Bischöfe aus Venezuela zu Besuch im Bistum
Dresden-Meißen
Dresden (tg) - Auf ihrer Besuchsreise durch die Bundesrepublik hat eine siebenköpfige hochrangige Delegation der katholischen Kirche Venezuelas am 20. März im Bistum Dresden-Meißen Station gemacht. Geleitet wurde sie vom Vorsitzenden der Venezolanischen Bischofskonferenz, dem Erzbischof von Merida, Baltazar Porras. Ziel der Gespräche sei zum einen der Ausbau bestehender Kontakte zur Deutschen Bischofskonferenz und zu Laienorganisationen gewesen, sagte Michael Lingenthal. Er vertritt in Venezuela die Konrad-Adenauer-Stiftung, die den Besuch organisierte. Zum anderen habe sich die Delegation über Fragen der Bildung und Erziehung informiert.Venezuela, das im Norden des südamerikanischen Kontinents liegt, ist mit mehr als 900 000 Quadratkilometer fast drei mal so groß wie die Bundesrepublik und hat rund 22 Millionen Einwohner. 95,2 Prozent der Bevölkerung sind katholisch.
Im Dezember des vergangenen Jahres wurde das Land von einer Flutkatastrophe heimgesucht. Auf einer Breite von 45 Kilometern wälzten sich die Wassermassen durch das Land und verschütteten rund 50 000 Menschen unter Schlamm und Geröll. Zu denen, die als erste Hilfe leisteten, gehörten internationale katholische Organisationen wie etwa die Caritas.
Die katholische Kirche sei heute die glaubwürdigste Institution in der Bevölkerung, noch vor den Massenmedien und dem Militär, sagte Erzbischof Porras. Sie sehe sich besonders sozialen Aufgaben verpflichtet. Dennoch sei ihre Struktur schwach. Vielfach existierten bei den Menschen große Wissenslücken über den Glauben. Daher müssten besonders Bildungs- und Ausbildungsprojekte entwickelt werden.
Grundlage der venezolanischen Wirtschaft sind reiche Erdölvorkommen. Das erwecke in der Welt oft den Eindruck, als sei Venezuela ein reiches Land, so Erzbischof Porras. Die Realität jedoch sehe anders aus: "Die Armut wächst täglich." Rund 70 Prozent der Bevölkerung leben in Armut. Die Arbeitslosigkeit ist gestiegen, die Korruption hat zugenommen. Die Regierung habe keine klaren Vorstellungen über die Gestaltung der Wirtschaft. Das schreckt potentielle Investoren ab. Verunsichert ziehen ausländische Unternehmen dringend benötigtes Kapital aus dem Land ab.

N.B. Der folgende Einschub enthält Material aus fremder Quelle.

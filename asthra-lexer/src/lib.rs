use logos::Logos;

/// Internal lexical failure kind, attached to a byte span by the public
/// `Lexer` wrapper.
#[derive(Debug, Clone, PartialEq, Default)]
pub enum ErrorKind {
    #[default]
    InvalidToken,
    InvalidNumber(String),
    UnterminatedString,
    InvalidEscape(char),
    StrayCommentClose,
}

/// Lexical error with source span
#[derive(Debug, Clone, PartialEq, thiserror::Error)]
pub enum LexError {
    #[error("invalid token")]
    InvalidToken { span: std::ops::Range<usize> },
    #[error("invalid numeric literal: {message}")]
    InvalidNumber {
        message: String,
        span: std::ops::Range<usize>,
    },
    #[error("unterminated string literal")]
    UnterminatedString { span: std::ops::Range<usize> },
    #[error("invalid escape sequence `\\{escape}`")]
    InvalidEscape {
        escape: char,
        span: std::ops::Range<usize>,
    },
    #[error("unexpected `*/` outside of a block comment")]
    StrayCommentClose { span: std::ops::Range<usize> },
}

impl LexError {
    pub fn span(&self) -> std::ops::Range<usize> {
        match self {
            LexError::InvalidToken { span }
            | LexError::InvalidNumber { span, .. }
            | LexError::UnterminatedString { span }
            | LexError::InvalidEscape { span, .. }
            | LexError::StrayCommentClose { span } => span.clone(),
        }
    }

    fn from_kind(kind: ErrorKind, span: std::ops::Range<usize>) -> Self {
        match kind {
            ErrorKind::InvalidToken => LexError::InvalidToken { span },
            ErrorKind::InvalidNumber(message) => LexError::InvalidNumber { message, span },
            ErrorKind::UnterminatedString => LexError::UnterminatedString { span },
            ErrorKind::InvalidEscape(escape) => LexError::InvalidEscape { escape, span },
            ErrorKind::StrayCommentClose => LexError::StrayCommentClose { span },
        }
    }
}

fn unescape_char(c: char) -> Option<char> {
    match c {
        'n' => Some('\n'),
        't' => Some('\t'),
        'r' => Some('\r'),
        '\\' => Some('\\'),
        '\'' => Some('\''),
        '"' => Some('"'),
        '0' => Some('\0'),
        '{' => Some('{'),
        '}' => Some('}'),
        _ => None,
    }
}

/// Lex a base-prefixed literal (`0x…`, `0b…`, `0o…`). The broad regexes
/// swallow any alphanumeric/dot tail so that `0xG`, `0b2`, `0o8` and
/// `0x.5` surface as a single invalid-number error, not two tokens.
fn lex_radix(lex: &mut logos::Lexer<Token>, radix: u32) -> Result<i64, ErrorKind> {
    let slice = lex.slice();
    let digits = &slice[2..];

    if digits.is_empty() {
        return Err(ErrorKind::InvalidNumber(format!(
            "missing digits after `{}`",
            &slice[..2]
        )));
    }
    if let Some(bad) = digits.chars().find(|c| !c.is_digit(radix)) {
        return Err(ErrorKind::InvalidNumber(format!(
            "invalid digit `{}` for base {}",
            bad, radix
        )));
    }

    i64::from_str_radix(digits, radix)
        .map_err(|_| ErrorKind::InvalidNumber(format!("literal `{}` out of range", slice)))
}

fn lex_decimal(lex: &mut logos::Lexer<Token>) -> Result<i64, ErrorKind> {
    lex.slice()
        .parse()
        .map_err(|_| ErrorKind::InvalidNumber(format!("literal `{}` out of range", lex.slice())))
}

/// Single-line string with escape processing. Consumes the remainder up to
/// the closing quote; a newline before the closing quote is unterminated.
fn lex_string(lex: &mut logos::Lexer<Token>) -> Result<String, ErrorKind> {
    let rem = lex.remainder();
    let mut out = String::new();
    let mut chars = rem.char_indices();

    while let Some((i, c)) = chars.next() {
        match c {
            '"' => {
                lex.bump(i + 1);
                return Ok(out);
            }
            '\n' => break,
            '\\' => match chars.next() {
                Some((j, esc)) => match unescape_char(esc) {
                    Some(ch) => out.push(ch),
                    None => {
                        lex.bump(j + esc.len_utf8());
                        return Err(ErrorKind::InvalidEscape(esc));
                    }
                },
                None => break,
            },
            _ => out.push(c),
        }
    }

    lex.bump(rem.len());
    Err(ErrorKind::UnterminatedString)
}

Michael Lingenthal betonte weiter, dass Hilfslieferungen von Nichtregierungsorganisationen (NGO) ohne Umwege über die Regierung direkt den Betroffenen zugute kommen müssten. Angesichts der weit verbreiteten Korruption sei das Vertrauen in Regierungsstellen nicht groß. Hoffnung mache jedoch die ausgeprägte Struktur lebendiger Nachbarschaftshilfe, kleiner Vereine und kirchlicher Gruppen, so Lingenthal. Dies sei eine ausgezeichnete Basis. "Wenn wir dieses Bürgerengagement, diese kommunitären Strukturen unterstützen, wird das Land aus seiner Armut herauskommen."